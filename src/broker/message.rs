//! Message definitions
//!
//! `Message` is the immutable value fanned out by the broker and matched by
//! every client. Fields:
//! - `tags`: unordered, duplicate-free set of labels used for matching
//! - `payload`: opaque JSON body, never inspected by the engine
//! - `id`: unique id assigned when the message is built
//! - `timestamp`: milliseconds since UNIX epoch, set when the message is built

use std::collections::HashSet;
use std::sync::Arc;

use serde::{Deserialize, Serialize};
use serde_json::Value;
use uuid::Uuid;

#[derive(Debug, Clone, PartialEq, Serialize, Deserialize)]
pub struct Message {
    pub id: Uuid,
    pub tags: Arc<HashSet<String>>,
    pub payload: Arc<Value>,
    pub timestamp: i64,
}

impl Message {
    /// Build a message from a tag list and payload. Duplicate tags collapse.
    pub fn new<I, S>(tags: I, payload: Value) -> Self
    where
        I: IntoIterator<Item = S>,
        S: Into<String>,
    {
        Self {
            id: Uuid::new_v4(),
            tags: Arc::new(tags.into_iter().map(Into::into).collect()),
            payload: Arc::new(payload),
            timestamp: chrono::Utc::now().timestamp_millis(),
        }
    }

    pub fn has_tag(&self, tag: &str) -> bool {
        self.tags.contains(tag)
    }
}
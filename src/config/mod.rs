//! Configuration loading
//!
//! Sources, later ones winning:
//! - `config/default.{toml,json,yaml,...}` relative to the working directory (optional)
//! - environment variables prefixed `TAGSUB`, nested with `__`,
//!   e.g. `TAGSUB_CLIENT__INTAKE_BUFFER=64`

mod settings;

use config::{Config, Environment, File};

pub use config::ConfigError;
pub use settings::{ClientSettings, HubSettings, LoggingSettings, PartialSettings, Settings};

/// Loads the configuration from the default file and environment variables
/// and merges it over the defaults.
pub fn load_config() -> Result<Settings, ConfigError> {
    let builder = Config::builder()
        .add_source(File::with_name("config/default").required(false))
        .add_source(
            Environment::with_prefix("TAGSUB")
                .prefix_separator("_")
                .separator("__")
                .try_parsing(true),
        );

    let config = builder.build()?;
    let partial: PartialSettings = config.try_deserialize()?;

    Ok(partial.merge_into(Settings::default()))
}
※
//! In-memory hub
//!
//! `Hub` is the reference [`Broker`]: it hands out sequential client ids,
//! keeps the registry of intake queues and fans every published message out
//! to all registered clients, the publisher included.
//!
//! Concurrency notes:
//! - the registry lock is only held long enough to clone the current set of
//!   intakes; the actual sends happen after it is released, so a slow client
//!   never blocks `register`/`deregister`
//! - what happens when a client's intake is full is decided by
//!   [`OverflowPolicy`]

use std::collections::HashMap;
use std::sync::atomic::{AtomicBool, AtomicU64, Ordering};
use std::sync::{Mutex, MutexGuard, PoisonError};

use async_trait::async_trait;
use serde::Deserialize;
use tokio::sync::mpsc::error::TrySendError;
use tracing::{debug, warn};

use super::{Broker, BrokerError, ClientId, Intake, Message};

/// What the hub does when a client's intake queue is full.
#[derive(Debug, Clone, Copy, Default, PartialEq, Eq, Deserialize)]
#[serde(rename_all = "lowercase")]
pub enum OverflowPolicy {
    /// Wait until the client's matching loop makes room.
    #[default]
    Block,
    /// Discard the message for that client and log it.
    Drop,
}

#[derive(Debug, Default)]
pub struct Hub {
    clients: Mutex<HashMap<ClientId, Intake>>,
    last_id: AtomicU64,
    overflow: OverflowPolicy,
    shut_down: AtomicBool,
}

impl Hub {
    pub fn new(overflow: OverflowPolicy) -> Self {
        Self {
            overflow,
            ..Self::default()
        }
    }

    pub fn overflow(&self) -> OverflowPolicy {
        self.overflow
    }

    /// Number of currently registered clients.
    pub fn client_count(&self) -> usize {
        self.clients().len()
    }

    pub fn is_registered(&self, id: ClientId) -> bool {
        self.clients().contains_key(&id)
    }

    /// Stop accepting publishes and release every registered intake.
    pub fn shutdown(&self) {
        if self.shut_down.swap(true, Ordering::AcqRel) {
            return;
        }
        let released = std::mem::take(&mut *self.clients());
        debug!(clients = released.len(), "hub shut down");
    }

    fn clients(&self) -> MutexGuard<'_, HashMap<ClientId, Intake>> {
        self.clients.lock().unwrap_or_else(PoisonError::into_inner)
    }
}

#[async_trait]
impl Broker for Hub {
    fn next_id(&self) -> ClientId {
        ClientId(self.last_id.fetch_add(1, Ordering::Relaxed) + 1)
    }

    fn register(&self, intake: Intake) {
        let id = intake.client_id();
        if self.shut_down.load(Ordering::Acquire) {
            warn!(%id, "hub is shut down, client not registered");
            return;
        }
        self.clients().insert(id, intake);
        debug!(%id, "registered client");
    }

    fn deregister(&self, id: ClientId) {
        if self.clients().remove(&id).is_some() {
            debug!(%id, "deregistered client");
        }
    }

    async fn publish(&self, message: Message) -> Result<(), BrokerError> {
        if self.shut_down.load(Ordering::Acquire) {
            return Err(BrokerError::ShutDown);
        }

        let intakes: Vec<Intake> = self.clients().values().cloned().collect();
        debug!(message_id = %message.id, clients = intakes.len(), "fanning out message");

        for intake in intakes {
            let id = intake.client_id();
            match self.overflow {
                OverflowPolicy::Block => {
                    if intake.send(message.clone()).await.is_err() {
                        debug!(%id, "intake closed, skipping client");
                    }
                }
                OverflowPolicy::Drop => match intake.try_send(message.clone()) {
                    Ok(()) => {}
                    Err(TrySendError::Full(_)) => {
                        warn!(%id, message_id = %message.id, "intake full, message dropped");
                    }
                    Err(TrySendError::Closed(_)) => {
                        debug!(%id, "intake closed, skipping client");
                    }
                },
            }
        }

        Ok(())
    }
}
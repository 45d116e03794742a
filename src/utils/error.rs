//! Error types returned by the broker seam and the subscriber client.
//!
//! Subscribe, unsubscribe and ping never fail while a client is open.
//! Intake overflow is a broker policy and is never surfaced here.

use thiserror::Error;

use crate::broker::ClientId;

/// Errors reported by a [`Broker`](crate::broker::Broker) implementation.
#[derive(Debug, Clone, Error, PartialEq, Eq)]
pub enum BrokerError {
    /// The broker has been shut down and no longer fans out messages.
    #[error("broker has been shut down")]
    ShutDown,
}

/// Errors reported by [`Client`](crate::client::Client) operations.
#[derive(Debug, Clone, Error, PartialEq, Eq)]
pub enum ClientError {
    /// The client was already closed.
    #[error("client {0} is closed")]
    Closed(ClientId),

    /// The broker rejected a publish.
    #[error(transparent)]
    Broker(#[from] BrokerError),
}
※
Where the word "PartialEq" is present in a line of the listing, copy that line.

→ **Solution to this problem**
#[derive(Debug, Clone, PartialEq, Serialize, Deserialize)]
#[derive(Debug, Clone, Copy, Default, PartialEq, Eq, Deserialize)]
#[derive(Debug, Clone, Error, PartialEq, Eq)]
#[derive(Debug, Clone, Error, PartialEq, Eq)]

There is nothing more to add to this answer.